Exercise objective: Once you reach the line that holds "MidiService::from_parts(self.config, driver, clock);" in the listing below, output it and every line after it through the line that holds "result = MidiServiceBuilder::default().buffer_count(1).build();", word for word.

Available data:
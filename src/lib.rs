//! DevConnect - Main Library
//!
//! DevConnect is the REST back end of a small developer social network:
//! accounts, developer profiles with experience and education history, and
//! a post feed with likes and comments.
//!
//! # Module Structure
//!
//! - **`shared`** - Wire and domain types
//!   - `User`, `Profile`, `Post` documents and their in-place mutations
//!   - Application configuration
//!   - Shared error types
//!
//! - **`backend`** - Server-side code
//!   - Axum HTTP server and router
//!   - Token service and authentication middleware
//!   - Profile and post handlers
//!   - Document store (PostgreSQL or in-memory)
//!
//! # Usage
//!
//! ```rust,no_run
//! use devconnect::backend::server::init::create_app;
//! use devconnect::shared::AppConfig;
//!
//! # async fn example() -> Result<(), Box<dyn std::error::Error>> {
//! let config = AppConfig::from_env()?;
//! let app = create_app(&config).await?;
//! let listener = tokio::net::TcpListener::bind(config.bind_address()).await?;
//! axum::serve(listener, app).await?;
//! # Ok(())
//! # }
//! ```
//!
//! # Error Handling
//!
//! - `SharedError` for validation and serialization failures in `shared`
//! - `BackendError` for everything a handler can answer with; it converts
//!   itself into a JSON response with the right status code

/// Shared types and data structures
pub mod shared;

/// Backend server-side code
pub mod backend;
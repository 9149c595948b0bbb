//! MIDI integration tests through the umbrella crate (requires the "midi" feature).
//!
//! Drives the service the way the player does: one slice per row step, one
//! driver tick per audio buffer.
//!
//! Run with:
//! ```bash
//! cargo test -p chiptrack --test midi_integration --no-default-features --features midi
//! ```

#![cfg(feature = "midi")]

use chiptrack::midi::{VirtualDriver, VirtualMonitor, VirtualOutput};
use chiptrack::prelude::*;
use std::collections::BTreeMap;

fn settings(delay: &str, sync: &str) -> BTreeMap<String, String> {
    let mut map = BTreeMap::new();
    map.insert("MIDIDELAY".to_string(), delay.to_string());
    map.insert("MIDISENDSYNC".to_string(), sync.to_string());
    map
}

fn build(settings: &BTreeMap<String, String>, monitor: &VirtualMonitor) -> Result<MidiService> {
    let midi = MidiService::builder()
        .config_source(settings)
        .clock(SliceDivider::new(4))
        .driver(
            VirtualDriver::new().with_output(VirtualOutput::with_monitor("Synth", monitor.clone())),
        )
        .build()?;
    Ok(midi)
}

/// Play `rows` slices, each followed by one audio buffer.
fn play(midi: &MidiService, rows: u8) {
    for row in 0..rows {
        midi.on_playback_slice();
        midi.enqueue(MidiMessage::note_on(0, 48 + row, 100));
        midi.request_flush();
        midi.on_driver_event(DriverEvent::Tick);
    }
}

#[test]
fn test_player_session() -> Result<()> {
    let monitor = VirtualMonitor::new();
    let midi = build(&settings("1", "YES"), &monitor)?;

    midi.select_output("Synth");
    assert_eq!(midi.on_player_start(), SelectOutcome::Activated);
    play(&midi, 8);
    midi.on_player_stop();
    for _ in 0..midi.config().buffer_count {
        midi.request_flush();
        midi.on_driver_event(DriverEvent::Tick);
    }

    let messages = monitor.messages();
    let notes: Vec<u8> = messages
        .iter()
        .filter(|m| !m.is_realtime())
        .map(|m| m.data1)
        .collect();
    assert_eq!(notes, (48..56).collect::<Vec<u8>>());
    assert_eq!(messages.first(), Some(&MidiMessage::start()));
    assert_eq!(messages.last(), Some(&MidiMessage::stop()));
    assert_eq!(
        messages
            .iter()
            .filter(|m| **m == MidiMessage::timing_clock())
            .count(),
        2
    );
    Ok(())
}

#[test]
fn test_sync_off_from_settings() -> Result<()> {
    let monitor = VirtualMonitor::new();
    let midi = build(&settings("0", "no"), &monitor)?;

    midi.select_output("Synth");
    midi.on_player_start();
    play(&midi, 4);
    midi.on_player_stop();
    midi.request_flush();

    assert!(monitor.messages().iter().all(|m| !m.is_realtime()));
    Ok(())
}

#[test]
fn test_invalid_config_surfaces_as_umbrella_error() {
    let result = MidiService::builder().buffer_count(0).build().map_err(Error::from);
    assert!(matches!(
        result,
        Err(Error::Midi(chiptrack::midi::Error::InvalidConfig(_)))
    ));
}
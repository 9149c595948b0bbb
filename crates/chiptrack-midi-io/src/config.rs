//! Service configuration.
//!
//! Values are read once at construction from whatever key/value store the
//! host keeps its settings in (see [`ConfigSource`]) and never change
//! afterwards.

use crate::error::{Error, Result};
use serde::{Deserialize, Serialize};
use std::collections::{BTreeMap, HashMap};

/// Ticks between a flush request and delivery to the device.
pub const MIDI_DELAY_KEY: &str = "MIDIDELAY";
/// `"YES"` enables clock/start/stop output.
pub const MIDI_SEND_SYNC_KEY: &str = "MIDISENDSYNC";

pub const DEFAULT_MIDI_DELAY_TICKS: u32 = 1;
pub const DEFAULT_BUFFER_COUNT: usize = 4;
pub const DEFAULT_MAX_MESSAGES_PER_SLOT: usize = 4096;
pub const DEFAULT_INPUT_CAPACITY: usize = 256;

/// Read-only key/value lookup.
pub trait ConfigSource {
    fn value(&self, key: &str) -> Option<&str>;
}

impl ConfigSource for HashMap<String, String> {
    fn value(&self, key: &str) -> Option<&str> {
        self.get(key).map(String::as_str)
    }
}

impl ConfigSource for BTreeMap<String, String> {
    fn value(&self, key: &str) -> Option<&str> {
        self.get(key).map(String::as_str)
    }
}

#[derive(Debug, Clone, PartialEq, Eq, Serialize, Deserialize)]
#[serde(default)]
pub struct MidiServiceConfig {
    /// Hardware ticks between `request_flush` and the rotation. `0` flushes synchronously.
    pub midi_delay_ticks: u32,
    /// Emit clock, start and stop realtime messages.
    pub send_sync: bool,
    /// Number of slots in the output ring.
    pub buffer_count: usize,
    /// Per-slot cap; messages past it are dropped.
    pub max_messages_per_slot: usize,
    /// Ring size of each merged input device.
    pub input_capacity: usize,
}

impl Default for MidiServiceConfig {
    fn default() -> Self {
        Self {
            midi_delay_ticks: DEFAULT_MIDI_DELAY_TICKS,
            send_sync: true,
            buffer_count: DEFAULT_BUFFER_COUNT,
            max_messages_per_slot: DEFAULT_MAX_MESSAGES_PER_SLOT,
            input_capacity: DEFAULT_INPUT_CAPACITY,
        }
    }
}

impl MidiServiceConfig {
    /// Defaults overridden by `MIDIDELAY` and `MIDISENDSYNC` when present.
    pub fn from_source<S: ConfigSource + ?Sized>(source: &S) -> Self {
        let mut config = Self::default();
        if let Some(raw) = source.value(MIDI_DELAY_KEY) {
            config.midi_delay_ticks = parse_ticks(raw);
        }
        if let Some(raw) = source.value(MIDI_SEND_SYNC_KEY) {
            config.send_sync = raw == "YES";
        }
        config
    }

    pub fn validate(&self) -> Result<()> {
        if self.buffer_count < 2 {
            return Err(Error::InvalidConfig(format!(
                "buffer_count must be at least 2, got {}",
                self.buffer_count
            )));
        }
        if self.max_messages_per_slot == 0 {
            return Err(Error::InvalidConfig(
                "max_messages_per_slot must be non-zero".to_string(),
            ));
        }
        if self.input_capacity == 0 {
            return Err(Error::InvalidConfig(
                "input_capacity must be non-zero".to_string(),
            ));
        }
        Ok(())
    }
}

/// `atoi`-style: optional whitespace and sign, then leading digits.
/// Anything unparsable reads as 0, negatives clamp to 0.
fn parse_ticks(raw: &str) -> u32 {
    let trimmed = raw.trim_start();
    let (negative, rest) = match trimmed.as_bytes().first() {
        Some(b'-') => (true, &trimmed[1..]),
        Some(b'+') => (false, &trimmed[1..]),
        _ => (false, trimmed),
    };
    let digits = rest
        .bytes()
        .take_while(u8::is_ascii_digit)
        .fold(0u64, |acc, digit| {
            acc.saturating_mul(10).saturating_add(u64::from(digit - b'0'))
        });
    if negative {
        0
    } else {
        u32::try_from(digits).unwrap_or(u32::MAX)
    }
}
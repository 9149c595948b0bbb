//! Error types for the MIDI output scheduling subsystem.

use crate::device::DeviceState;
use thiserror::Error;

#[derive(Error, Debug)]
pub enum Error {
    #[error("MIDI port error: {0}")]
    MidiPort(String),

    #[error("MIDI device error: {0}")]
    MidiDevice(String),

    #[error("MIDI device not found: {0}")]
    DeviceNotFound(String),

    #[error("Invalid device transition for '{name}': {from:?} -> {to:?}")]
    InvalidTransition {
        name: String,
        from: DeviceState,
        to: DeviceState,
    },

    #[error("Invalid config: {0}")]
    InvalidConfig(String),
}

#[cfg(feature = "midi-io")]
impl From<midir::InitError> for Error {
    fn from(e: midir::InitError) -> Self {
        Error::MidiDevice(e.to_string())
    }
}

#[cfg(feature = "midi-io")]
impl From<midir::ConnectError<midir::MidiOutput>> for Error {
    fn from(e: midir::ConnectError<midir::MidiOutput>) -> Self {
        Error::MidiPort(e.to_string())
    }
}

#[cfg(feature = "midi-io")]
impl From<midir::ConnectError<midir::MidiInput>> for Error {
    fn from(e: midir::ConnectError<midir::MidiInput>) -> Self {
        Error::MidiPort(e.to_string())
    }
}

#[cfg(feature = "midi-io")]
impl From<midir::SendError> for Error {
    fn from(e: midir::SendError) -> Self {
        Error::MidiPort(e.to_string())
    }
}

pub type Result<T> = std::result::Result<T, Error>;
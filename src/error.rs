//! Centralized error type for the chiptrack umbrella crate.
//!
//! Wraps subsystem errors so `?` propagates naturally across crate boundaries.

use thiserror::Error;

#[derive(Error, Debug)]
pub enum Error {
    #[cfg(feature = "midi")]
    #[error("MIDI: {0}")]
    Midi(#[from] chiptrack_midi_io::Error),

    #[error(transparent)]
    Io(#[from] std::io::Error),
}

pub type Result<T> = std::result::Result<T, Error>;
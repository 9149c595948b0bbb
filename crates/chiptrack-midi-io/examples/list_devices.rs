use chiptrack_midi_io::MidiService;

fn main() {
    let midi = MidiService::builder().io().build().unwrap();

    println!("=== MIDI Input Devices ===");
    let inputs = midi.inputs();
    if inputs.is_empty() {
        println!("  (none found)");
    }
    for dev in &inputs {
        println!("  [{}] {}", dev.handle.index(), dev.name);
    }

    println!("\n=== MIDI Output Devices ===");
    let outputs = midi.outputs();
    if outputs.is_empty() {
        println!("  (none found)");
    }
    for dev in &outputs {
        println!("  [{}] {}", dev.handle.index(), dev.name);
    }
}
//! Short MIDI messages as they travel through the output ring.

use serde::{Deserialize, Serialize};
use smallvec::SmallVec;

/// Status bytes used by the engine.
pub mod status {
    pub const NOTE_OFF: u8 = 0x80;
    pub const NOTE_ON: u8 = 0x90;
    pub const CONTROL_CHANGE: u8 = 0xB0;
    pub const PROGRAM_CHANGE: u8 = 0xC0;
    pub const CHANNEL_PRESSURE: u8 = 0xD0;
    pub const PITCH_BEND: u8 = 0xE0;

    pub const SYSEX: u8 = 0xF0;
    pub const TIMING_CLOCK: u8 = 0xF8;
    pub const START: u8 = 0xFA;
    pub const CONTINUE: u8 = 0xFB;
    pub const STOP: u8 = 0xFC;
}

/// A single short MIDI message: one status byte and up to two data bytes.
///
/// Unused data bytes are zero. Messages are copied into the ring on
/// enqueue, so the caller's value is never aliased.
#[derive(Debug, Clone, Copy, PartialEq, Eq, Hash, Default, Serialize, Deserialize)]
pub struct MidiMessage {
    pub status: u8,
    pub data1: u8,
    pub data2: u8,
}

impl MidiMessage {
    #[inline]
    pub const fn new(status: u8, data1: u8, data2: u8) -> Self {
        Self {
            status,
            data1,
            data2,
        }
    }

    #[inline]
    pub const fn timing_clock() -> Self {
        Self::new(status::TIMING_CLOCK, 0, 0)
    }

    #[inline]
    pub const fn start() -> Self {
        Self::new(status::START, 0, 0)
    }

    #[inline]
    pub const fn stop() -> Self {
        Self::new(status::STOP, 0, 0)
    }

    pub fn note_on(channel: u8, note: u8, velocity: u8) -> Self {
        Self::new(status::NOTE_ON | channel.min(15), note & 0x7F, velocity & 0x7F)
    }

    pub fn note_off(channel: u8, note: u8, velocity: u8) -> Self {
        Self::new(status::NOTE_OFF | channel.min(15), note & 0x7F, velocity & 0x7F)
    }

    pub fn control_change(channel: u8, cc_number: u8, value: u8) -> Self {
        Self::new(
            status::CONTROL_CHANGE | channel.min(15),
            cc_number & 0x7F,
            value & 0x7F,
        )
    }

    pub fn program_change(channel: u8, program: u8) -> Self {
        Self::new(status::PROGRAM_CHANGE | channel.min(15), program & 0x7F, 0)
    }

    /// Clock, start, continue, stop and the other single-byte system realtime messages.
    #[inline]
    pub fn is_realtime(&self) -> bool {
        self.status >= status::TIMING_CLOCK
    }

    /// Number of bytes this message occupies on the wire.
    pub fn wire_len(&self) -> usize {
        match self.status {
            0xF8..=0xFF | 0xF6 => 1,
            0xF1 | 0xF3 => 2,
            0xF2 => 3,
            0xC0..=0xDF => 2,
            _ => 3,
        }
    }

    pub fn to_bytes(&self) -> SmallVec<[u8; 3]> {
        let bytes = [self.status, self.data1, self.data2];
        SmallVec::from_slice(&bytes[..self.wire_len()])
    }

    /// Parse one short message from raw bytes.
    ///
    /// Returns `None` for empty input, a leading data byte, or SysEx.
    pub fn from_bytes(bytes: &[u8]) -> Option<Self> {
        let (&first, data) = bytes.split_first()?;
        if first & 0x80 == 0 || first == status::SYSEX {
            return None;
        }
        let data1 = data.first().copied().unwrap_or(0) & 0x7F;
        let data2 = data.get(1).copied().unwrap_or(0) & 0x7F;
        let msg = Self::new(first, data1, data2);
        Some(match msg.wire_len() {
            1 => Self::new(first, 0, 0),
            2 => Self::new(first, data1, 0),
            _ => msg,
        })
    }
}
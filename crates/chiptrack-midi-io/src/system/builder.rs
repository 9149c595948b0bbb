//! MidiService builder for configuring the output path.

use std::sync::Arc;

use crate::catalog::MidiDriver;
use crate::config::{ConfigSource, MidiServiceConfig};
use crate::error::Result;
use crate::sync::{NoClock, TransportClock};
use crate::virtual_device::VirtualDriver;

use super::MidiService;

pub struct MidiServiceBuilder {
    pub(super) config: MidiServiceConfig,
    pub(super) driver: Option<Box<dyn MidiDriver>>,
    pub(super) clock: Option<Arc<dyn TransportClock>>,
}

#[allow(clippy::derivable_impls)]
impl Default for MidiServiceBuilder {
    fn default() -> Self {
        Self {
            config: MidiServiceConfig::default(),
            driver: None,
            clock: None,
        }
    }
}

impl MidiServiceBuilder {
    /// Use the system MIDI backend (midir).
    #[cfg(feature = "midi-io")]
    pub fn io(self) -> Self {
        self.driver(crate::io::MidirDriver::new())
    }

    pub fn config(mut self, config: MidiServiceConfig) -> Self {
        self.config = config;
        self
    }

    /// Read `MIDIDELAY` and `MIDISENDSYNC` from the host's settings.
    pub fn config_source<S: ConfigSource + ?Sized>(mut self, source: &S) -> Self {
        let defaults = MidiServiceConfig::from_source(source);
        self.config.midi_delay_ticks = defaults.midi_delay_ticks;
        self.config.send_sync = defaults.send_sync;
        self
    }

    pub fn midi_delay_ticks(mut self, ticks: u32) -> Self {
        self.config.midi_delay_ticks = ticks;
        self
    }

    pub fn send_sync(mut self, enabled: bool) -> Self {
        self.config.send_sync = enabled;
        self
    }

    pub fn buffer_count(mut self, count: usize) -> Self {
        self.config.buffer_count = count;
        self
    }

    pub fn driver<D: MidiDriver + 'static>(mut self, driver: D) -> Self {
        self.driver = Some(Box::new(driver));
        self
    }

    /// Source of clock pulses. Without one no timing clock is ever sent.
    pub fn clock<C: TransportClock + 'static>(mut self, clock: C) -> Self {
        self.clock = Some(Arc::new(clock));
        self
    }

    pub fn build(self) -> Result<MidiService> {
        self.config.validate()?;

        let driver = self
            .driver
            .unwrap_or_else(|| Box::new(VirtualDriver::new()));
        let clock = self.clock.unwrap_or_else(|| Arc::new(NoClock));

        let service = MidiService::from_parts(self.config, driver, clock);
        service.init();
        Ok(service)
    }
}

#[cfg(test)]
mod tests {
    use super::*;
    use crate::error::Error;
    use crate::virtual_device::{VirtualInput, VirtualOutput};
    use std::collections::HashMap;

    #[test]
    fn test_default_build() {
        let midi = MidiServiceBuilder::default().build().unwrap();
        assert!(midi.output_names().is_empty());
        assert!(midi.input_names().is_empty());
        assert_eq!(midi.config().midi_delay_ticks, 1);
        assert!(!midi.is_output_active());
    }

    #[test]
    fn test_build_enumerates_driver() {
        let midi = MidiServiceBuilder::default()
            .driver(
                VirtualDriver::new()
                    .with_output(VirtualOutput::new("Synth"))
                    .with_input(VirtualInput::new("Keys")),
            )
            .build()
            .unwrap();
        assert_eq!(midi.output_names(), vec!["Synth"]);
        assert_eq!(midi.input_names(), vec!["Keys"]);
        assert_eq!(midi.input_merger().names(), vec!["Keys"]);
    }

    #[test]
    fn test_config_source() {
        let mut settings = HashMap::new();
        settings.insert("MIDIDELAY".to_string(), "3".to_string());
        settings.insert("MIDISENDSYNC".to_string(), "NO".to_string());

        let midi = MidiServiceBuilder::default()
            .buffer_count(8)
            .config_source(&settings)
            .build()
            .unwrap();
        assert_eq!(midi.config().midi_delay_ticks, 3);
        assert!(!midi.config().send_sync);
        assert_eq!(midi.config().buffer_count, 8);
    }

    #[test]
    fn test_invalid_config_rejected() {
        let result = MidiServiceBuilder::default().buffer_count(1).build();
        assert!(matches!(result, Err(Error::InvalidConfig(_))));
    }
}
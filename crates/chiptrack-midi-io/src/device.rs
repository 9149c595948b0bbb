//! Device capability traits shared by every input and output backend.
//!
//! A device only knows how to open, start, stop and close itself. Which
//! transitions are legal is decided by the catalog arena that owns it
//! (see [`crate::catalog::DeviceArena`]), so backends never see an
//! out-of-order call.

use crate::error::Result;
use crate::message::MidiMessage;
use ringbuf::{traits::*, HeapProd};
use serde::{Deserialize, Serialize};

#[derive(Debug, Clone, Copy, PartialEq, Eq, Hash, Default, Serialize, Deserialize)]
pub enum DeviceState {
    #[default]
    Closed,
    Initialized,
    Running,
}

/// Open/start/stop/close capability of a MIDI endpoint.
pub trait MidiDevice: Send {
    fn name(&self) -> &str;

    /// Acquire the endpoint. A failed `init` or `start` is unwound with [`MidiDevice::close`].
    fn init(&mut self) -> Result<()>;

    fn start(&mut self) -> Result<()>;

    fn stop(&mut self);

    fn close(&mut self);
}

/// Output endpoint: receives one ordered batch per ring rotation.
pub trait MidiOutDevice: MidiDevice {
    /// Deliver `messages` in order. Must not block on the physical transport.
    fn send_queue(&mut self, messages: &[MidiMessage]);
}

/// Input endpoint: pushes whatever it receives into the sink it was attached to.
pub trait MidiInDevice: MidiDevice {
    fn attach(&mut self, sink: InputSink);
}

/// Producer half of an input device's message ring.
///
/// Handed to a [`MidiInDevice`] by the [`crate::InputMerger`]; the merger
/// keeps the consumer half.
pub struct InputSink {
    producer: HeapProd<MidiMessage>,
}

impl InputSink {
    pub(crate) fn new(producer: HeapProd<MidiMessage>) -> Self {
        Self { producer }
    }

    /// Returns `false` if the ring is full and the message was dropped.
    #[inline]
    pub fn push(&mut self, message: MidiMessage) -> bool {
        self.producer.try_push(message).is_ok()
    }
}

impl std::fmt::Debug for InputSink {
    fn fmt(&self, f: &mut std::fmt::Formatter<'_>) -> std::fmt::Result {
        f.debug_struct("InputSink")
            .field("pending", &self.producer.occupied_len())
            .finish()
    }
}
//! In-process MIDI endpoints.
//!
//! `VirtualOutput` records every batch it is handed in a [`VirtualMonitor`],
//! `VirtualInput` lets the host inject messages as if they came from a
//! controller. Both can be scripted to fail `init` or `start`, which makes
//! them the backend of choice for headless runs and tests.

use crate::catalog::MidiDriver;
use crate::device::{InputSink, MidiDevice, MidiInDevice, MidiOutDevice};
use crate::error::{Error, Result};
use crate::message::MidiMessage;
use parking_lot::Mutex;
use std::sync::atomic::{AtomicBool, Ordering};
use std::sync::Arc;

/// A lifecycle call as seen by a virtual device, tagged with the device name.
#[derive(Debug, Clone, PartialEq, Eq)]
pub enum DeviceCall {
    Init(String),
    Start(String),
    Stop(String),
    Close(String),
}

#[derive(Default)]
struct MonitorState {
    batches: Vec<(String, Vec<MidiMessage>)>,
    calls: Vec<DeviceCall>,
}

/// Shared record of lifecycle calls and delivered batches. Clone is cheap.
#[derive(Clone, Default)]
pub struct VirtualMonitor {
    state: Arc<Mutex<MonitorState>>,
}

impl VirtualMonitor {
    pub fn new() -> Self {
        Self::default()
    }

    /// Every delivered batch, in delivery order.
    pub fn batches(&self) -> Vec<Vec<MidiMessage>> {
        self.state
            .lock()
            .batches
            .iter()
            .map(|(_, batch)| batch.clone())
            .collect()
    }

    /// Batches delivered to the device called `name`.
    pub fn batches_for(&self, name: &str) -> Vec<Vec<MidiMessage>> {
        self.state
            .lock()
            .batches
            .iter()
            .filter(|(device, _)| device == name)
            .map(|(_, batch)| batch.clone())
            .collect()
    }

    /// All delivered messages, flattened.
    pub fn messages(&self) -> Vec<MidiMessage> {
        self.state
            .lock()
            .batches
            .iter()
            .flat_map(|(_, batch)| batch.iter().copied())
            .collect()
    }

    pub fn calls(&self) -> Vec<DeviceCall> {
        self.state.lock().calls.clone()
    }

    pub fn clear(&self) {
        let mut state = self.state.lock();
        state.batches.clear();
        state.calls.clear();
    }

    fn record_call(&self, call: DeviceCall) {
        self.state.lock().calls.push(call);
    }

    fn record_batch(&self, name: &str, batch: &[MidiMessage]) {
        self.state
            .lock()
            .batches
            .push((name.to_string(), batch.to_vec()));
    }
}

impl std::fmt::Debug for VirtualMonitor {
    fn fmt(&self, f: &mut std::fmt::Formatter<'_>) -> std::fmt::Result {
        let state = self.state.lock();
        f.debug_struct("VirtualMonitor")
            .field("batches", &state.batches.len())
            .field("calls", &state.calls.len())
            .finish()
    }
}

/// Which lifecycle step a virtual device should refuse.
#[derive(Debug, Clone, Copy, Default, PartialEq, Eq)]
pub struct FailurePlan {
    pub fail_init: bool,
    pub fail_start: bool,
}

impl FailurePlan {
    fn check(&self, name: &str, init: bool) -> Result<()> {
        match (init, self.fail_init, self.fail_start) {
            (true, true, _) => Err(Error::MidiDevice(format!("{name}: init refused"))),
            (false, _, true) => Err(Error::MidiDevice(format!("{name}: start refused"))),
            _ => Ok(()),
        }
    }
}

#[derive(Debug, Clone)]
pub struct VirtualOutput {
    name: String,
    monitor: VirtualMonitor,
    failure: FailurePlan,
}

impl VirtualOutput {
    pub fn new(name: impl Into<String>) -> Self {
        Self::with_monitor(name, VirtualMonitor::new())
    }

    pub fn with_monitor(name: impl Into<String>, monitor: VirtualMonitor) -> Self {
        Self {
            name: name.into(),
            monitor,
            failure: FailurePlan::default(),
        }
    }

    pub fn failing(mut self, failure: FailurePlan) -> Self {
        self.failure = failure;
        self
    }

    pub fn monitor(&self) -> &VirtualMonitor {
        &self.monitor
    }
}

impl MidiDevice for VirtualOutput {
    fn name(&self) -> &str {
        &self.name
    }

    fn init(&mut self) -> Result<()> {
        self.monitor.record_call(DeviceCall::Init(self.name.clone()));
        self.failure.check(&self.name, true)
    }

    fn start(&mut self) -> Result<()> {
        self.monitor.record_call(DeviceCall::Start(self.name.clone()));
        self.failure.check(&self.name, false)
    }

    fn stop(&mut self) {
        self.monitor.record_call(DeviceCall::Stop(self.name.clone()));
    }

    fn close(&mut self) {
        self.monitor.record_call(DeviceCall::Close(self.name.clone()));
    }
}

impl MidiOutDevice for VirtualOutput {
    fn send_queue(&mut self, messages: &[MidiMessage]) {
        self.monitor.record_batch(&self.name, messages);
    }
}

#[derive(Default)]
struct InputShared {
    sink: Mutex<Option<InputSink>>,
    running: AtomicBool,
}

/// Virtual controller. Clones share the same attached sink.
#[derive(Clone)]
pub struct VirtualInput {
    name: String,
    monitor: VirtualMonitor,
    failure: FailurePlan,
    shared: Arc<InputShared>,
}

impl VirtualInput {
    pub fn new(name: impl Into<String>) -> Self {
        Self::with_monitor(name, VirtualMonitor::new())
    }

    pub fn with_monitor(name: impl Into<String>, monitor: VirtualMonitor) -> Self {
        Self {
            name: name.into(),
            monitor,
            failure: FailurePlan::default(),
            shared: Arc::new(InputShared::default()),
        }
    }

    pub fn failing(mut self, failure: FailurePlan) -> Self {
        self.failure = failure;
        self
    }

    pub fn monitor(&self) -> &VirtualMonitor {
        &self.monitor
    }

    /// Inject a message. Dropped unless the device is running and attached.
    pub fn inject(&self, message: MidiMessage) -> bool {
        if !self.shared.running.load(Ordering::Acquire) {
            return false;
        }
        match self.shared.sink.lock().as_mut() {
            Some(sink) => sink.push(message),
            None => false,
        }
    }

    pub fn is_running(&self) -> bool {
        self.shared.running.load(Ordering::Acquire)
    }
}

impl std::fmt::Debug for VirtualInput {
    fn fmt(&self, f: &mut std::fmt::Formatter<'_>) -> std::fmt::Result {
        f.debug_struct("VirtualInput")
            .field("name", &self.name)
            .field("running", &self.is_running())
            .finish()
    }
}

impl MidiDevice for VirtualInput {
    fn name(&self) -> &str {
        &self.name
    }

    fn init(&mut self) -> Result<()> {
        self.monitor.record_call(DeviceCall::Init(self.name.clone()));
        self.failure.check(&self.name, true)
    }

    fn start(&mut self) -> Result<()> {
        self.monitor.record_call(DeviceCall::Start(self.name.clone()));
        self.failure.check(&self.name, false)?;
        self.shared.running.store(true, Ordering::Release);
        Ok(())
    }

    fn stop(&mut self) {
        self.monitor.record_call(DeviceCall::Stop(self.name.clone()));
        self.shared.running.store(false, Ordering::Release);
    }

    fn close(&mut self) {
        self.monitor.record_call(DeviceCall::Close(self.name.clone()));
        self.shared.running.store(false, Ordering::Release);
    }
}

impl MidiInDevice for VirtualInput {
    fn attach(&mut self, sink: InputSink) {
        *self.shared.sink.lock() = Some(sink);
    }
}

/// Driver reporting a fixed set of virtual devices.
///
/// Each enumeration hands out fresh clones, so monitors and injection
/// handles kept by the caller stay connected across re-enumeration.
#[derive(Debug, Clone, Default)]
pub struct VirtualDriver {
    outputs: Vec<VirtualOutput>,
    inputs: Vec<VirtualInput>,
}

impl VirtualDriver {
    pub fn new() -> Self {
        Self::default()
    }

    pub fn with_output(mut self, output: VirtualOutput) -> Self {
        self.outputs.push(output);
        self
    }

    pub fn with_input(mut self, input: VirtualInput) -> Self {
        self.inputs.push(input);
        self
    }
}

impl MidiDriver for VirtualDriver {
    fn output_devices(&self) -> Vec<Box<dyn MidiOutDevice>> {
        self.outputs
            .iter()
            .cloned()
            .map(|device| Box::new(device) as Box<dyn MidiOutDevice>)
            .collect()
    }

    fn input_devices(&self) -> Vec<Box<dyn MidiInDevice>> {
        self.inputs
            .iter()
            .cloned()
            .map(|device| Box::new(device) as Box<dyn MidiInDevice>)
            .collect()
    }
}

Answer to this task:
        let service = MidiService::from_parts(self.config, driver, clock);
        service.init();
        Ok(service)
    }
}

#[cfg(test)]
mod tests {
    use super::*;
    use crate::error::Error;
    use crate::virtual_device::{VirtualInput, VirtualOutput};
    use std::collections::HashMap;

    #[test]
    fn test_default_build() {
        let midi = MidiServiceBuilder::default().build().unwrap();
        assert!(midi.output_names().is_empty());
        assert!(midi.input_names().is_empty());
        assert_eq!(midi.config().midi_delay_ticks, 1);
        assert!(!midi.is_output_active());
    }

    #[test]
    fn test_build_enumerates_driver() {
        let midi = MidiServiceBuilder::default()
            .driver(
                VirtualDriver::new()
                    .with_output(VirtualOutput::new("Synth"))
                    .with_input(VirtualInput::new("Keys")),
            )
            .build()
            .unwrap();
        assert_eq!(midi.output_names(), vec!["Synth"]);
        assert_eq!(midi.input_names(), vec!["Keys"]);
        assert_eq!(midi.input_merger().names(), vec!["Keys"]);
    }

    #[test]
    fn test_config_source() {
        let mut settings = HashMap::new();
        settings.insert("MIDIDELAY".to_string(), "3".to_string());
        settings.insert("MIDISENDSYNC".to_string(), "NO".to_string());

        let midi = MidiServiceBuilder::default()
            .buffer_count(8)
            .config_source(&settings)
            .build()
            .unwrap();
        assert_eq!(midi.config().midi_delay_ticks, 3);
        assert!(!midi.config().send_sync);
        assert_eq!(midi.config().buffer_count, 8);
    }

    #[test]
    fn test_invalid_config_rejected() {
        let result = MidiServiceBuilder::default().buffer_count(1).build();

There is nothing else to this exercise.